Task goal: The word to look for is "format". Report every line of the entries below that has it.

Collected data:
- Opening Delimiter -

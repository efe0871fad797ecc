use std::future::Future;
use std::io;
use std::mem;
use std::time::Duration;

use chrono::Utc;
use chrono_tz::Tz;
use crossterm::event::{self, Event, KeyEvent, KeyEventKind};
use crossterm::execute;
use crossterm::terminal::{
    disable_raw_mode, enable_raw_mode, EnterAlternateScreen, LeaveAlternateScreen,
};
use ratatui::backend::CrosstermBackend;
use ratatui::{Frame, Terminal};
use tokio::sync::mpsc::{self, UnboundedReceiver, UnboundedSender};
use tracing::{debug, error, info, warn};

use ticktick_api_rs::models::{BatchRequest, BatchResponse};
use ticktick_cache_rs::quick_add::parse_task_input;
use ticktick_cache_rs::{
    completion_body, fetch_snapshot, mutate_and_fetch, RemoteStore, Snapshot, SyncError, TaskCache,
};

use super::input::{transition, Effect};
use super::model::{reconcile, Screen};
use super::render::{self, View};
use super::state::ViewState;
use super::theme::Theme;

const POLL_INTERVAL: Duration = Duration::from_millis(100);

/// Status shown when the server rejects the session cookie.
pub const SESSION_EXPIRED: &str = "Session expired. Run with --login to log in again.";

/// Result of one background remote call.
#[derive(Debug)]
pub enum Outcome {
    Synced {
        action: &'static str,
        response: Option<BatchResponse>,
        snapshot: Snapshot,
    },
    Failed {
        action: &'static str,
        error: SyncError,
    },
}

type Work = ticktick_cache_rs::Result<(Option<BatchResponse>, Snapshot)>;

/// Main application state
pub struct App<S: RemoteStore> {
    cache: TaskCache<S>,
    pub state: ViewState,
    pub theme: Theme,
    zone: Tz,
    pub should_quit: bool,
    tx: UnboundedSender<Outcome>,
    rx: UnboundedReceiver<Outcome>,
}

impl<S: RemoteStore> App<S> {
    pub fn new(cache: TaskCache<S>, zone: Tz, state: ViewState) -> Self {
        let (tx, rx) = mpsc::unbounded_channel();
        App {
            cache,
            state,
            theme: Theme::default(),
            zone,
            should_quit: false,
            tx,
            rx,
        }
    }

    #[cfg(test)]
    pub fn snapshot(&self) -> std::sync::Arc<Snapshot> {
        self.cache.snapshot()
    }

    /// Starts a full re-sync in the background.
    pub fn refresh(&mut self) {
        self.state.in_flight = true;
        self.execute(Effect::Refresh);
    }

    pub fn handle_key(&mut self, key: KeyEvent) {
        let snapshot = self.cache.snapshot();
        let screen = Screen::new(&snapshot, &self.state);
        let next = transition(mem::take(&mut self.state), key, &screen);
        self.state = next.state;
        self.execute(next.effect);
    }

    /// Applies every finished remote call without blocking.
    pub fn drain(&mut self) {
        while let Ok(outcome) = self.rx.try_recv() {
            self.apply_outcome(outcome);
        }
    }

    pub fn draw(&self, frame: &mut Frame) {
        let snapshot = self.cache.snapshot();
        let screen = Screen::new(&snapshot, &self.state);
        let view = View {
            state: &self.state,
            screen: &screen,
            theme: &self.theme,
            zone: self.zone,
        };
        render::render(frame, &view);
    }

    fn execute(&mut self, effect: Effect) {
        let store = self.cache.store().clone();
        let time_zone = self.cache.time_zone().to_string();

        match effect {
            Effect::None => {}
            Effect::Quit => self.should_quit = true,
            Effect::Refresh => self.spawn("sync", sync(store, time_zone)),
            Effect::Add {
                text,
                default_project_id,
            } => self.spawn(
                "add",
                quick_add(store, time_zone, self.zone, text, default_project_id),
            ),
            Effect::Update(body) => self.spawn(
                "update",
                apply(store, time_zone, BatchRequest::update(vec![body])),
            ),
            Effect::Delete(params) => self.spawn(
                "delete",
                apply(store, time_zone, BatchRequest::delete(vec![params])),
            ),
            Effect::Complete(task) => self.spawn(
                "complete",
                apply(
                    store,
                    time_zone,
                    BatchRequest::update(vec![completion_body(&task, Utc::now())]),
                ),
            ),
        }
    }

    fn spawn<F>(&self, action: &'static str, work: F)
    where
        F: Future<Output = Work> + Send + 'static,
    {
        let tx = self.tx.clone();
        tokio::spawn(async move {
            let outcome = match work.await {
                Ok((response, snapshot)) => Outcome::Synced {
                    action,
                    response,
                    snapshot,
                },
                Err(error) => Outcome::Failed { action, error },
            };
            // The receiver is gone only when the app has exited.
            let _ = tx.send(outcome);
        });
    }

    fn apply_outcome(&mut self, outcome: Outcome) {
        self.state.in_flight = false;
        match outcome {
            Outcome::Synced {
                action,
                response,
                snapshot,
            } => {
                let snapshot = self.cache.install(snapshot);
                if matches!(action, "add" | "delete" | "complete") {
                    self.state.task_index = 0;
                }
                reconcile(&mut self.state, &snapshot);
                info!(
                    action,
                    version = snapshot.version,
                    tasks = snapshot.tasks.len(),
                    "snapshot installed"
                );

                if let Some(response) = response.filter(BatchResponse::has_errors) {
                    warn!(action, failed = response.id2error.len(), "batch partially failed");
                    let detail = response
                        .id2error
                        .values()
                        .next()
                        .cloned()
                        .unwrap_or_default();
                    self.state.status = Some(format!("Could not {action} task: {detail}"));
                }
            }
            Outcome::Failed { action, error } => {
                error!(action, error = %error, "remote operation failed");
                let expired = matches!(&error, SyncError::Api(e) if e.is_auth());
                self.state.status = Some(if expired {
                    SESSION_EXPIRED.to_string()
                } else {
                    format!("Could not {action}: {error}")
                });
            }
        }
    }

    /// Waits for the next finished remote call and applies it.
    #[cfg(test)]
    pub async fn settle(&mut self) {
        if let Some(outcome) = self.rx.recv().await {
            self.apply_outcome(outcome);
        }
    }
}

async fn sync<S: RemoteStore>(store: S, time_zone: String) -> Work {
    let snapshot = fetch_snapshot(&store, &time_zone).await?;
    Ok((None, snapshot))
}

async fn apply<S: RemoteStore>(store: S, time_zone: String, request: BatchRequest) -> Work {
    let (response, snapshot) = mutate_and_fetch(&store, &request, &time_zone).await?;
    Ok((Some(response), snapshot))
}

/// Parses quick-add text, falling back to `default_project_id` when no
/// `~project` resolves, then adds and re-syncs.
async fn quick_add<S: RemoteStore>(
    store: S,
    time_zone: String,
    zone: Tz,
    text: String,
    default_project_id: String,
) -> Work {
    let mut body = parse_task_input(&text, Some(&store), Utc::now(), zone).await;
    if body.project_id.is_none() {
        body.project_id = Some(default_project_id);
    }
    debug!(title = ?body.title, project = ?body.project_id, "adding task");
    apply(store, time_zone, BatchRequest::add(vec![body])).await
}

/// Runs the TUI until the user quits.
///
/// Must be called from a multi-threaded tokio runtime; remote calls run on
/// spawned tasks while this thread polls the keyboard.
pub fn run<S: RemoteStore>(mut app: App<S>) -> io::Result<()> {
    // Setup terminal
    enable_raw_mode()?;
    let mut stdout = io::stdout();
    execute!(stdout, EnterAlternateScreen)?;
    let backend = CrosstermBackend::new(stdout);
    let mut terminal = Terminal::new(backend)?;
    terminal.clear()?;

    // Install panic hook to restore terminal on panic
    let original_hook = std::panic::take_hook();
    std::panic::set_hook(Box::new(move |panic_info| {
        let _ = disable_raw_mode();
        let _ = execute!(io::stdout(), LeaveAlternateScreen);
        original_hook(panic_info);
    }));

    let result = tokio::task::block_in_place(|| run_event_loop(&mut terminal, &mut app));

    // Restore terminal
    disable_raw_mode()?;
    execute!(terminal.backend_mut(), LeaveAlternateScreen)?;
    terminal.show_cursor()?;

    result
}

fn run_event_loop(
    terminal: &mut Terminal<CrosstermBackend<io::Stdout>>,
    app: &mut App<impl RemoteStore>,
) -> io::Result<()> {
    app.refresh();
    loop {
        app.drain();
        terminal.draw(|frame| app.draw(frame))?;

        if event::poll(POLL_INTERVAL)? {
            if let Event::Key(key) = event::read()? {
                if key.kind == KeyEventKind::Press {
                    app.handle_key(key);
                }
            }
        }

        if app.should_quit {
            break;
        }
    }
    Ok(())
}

- Closing Delimiter -

Task solution:
                    self.state.status = Some(format!("Could not {action} task: {detail}"));
                    format!("Could not {action}: {error}")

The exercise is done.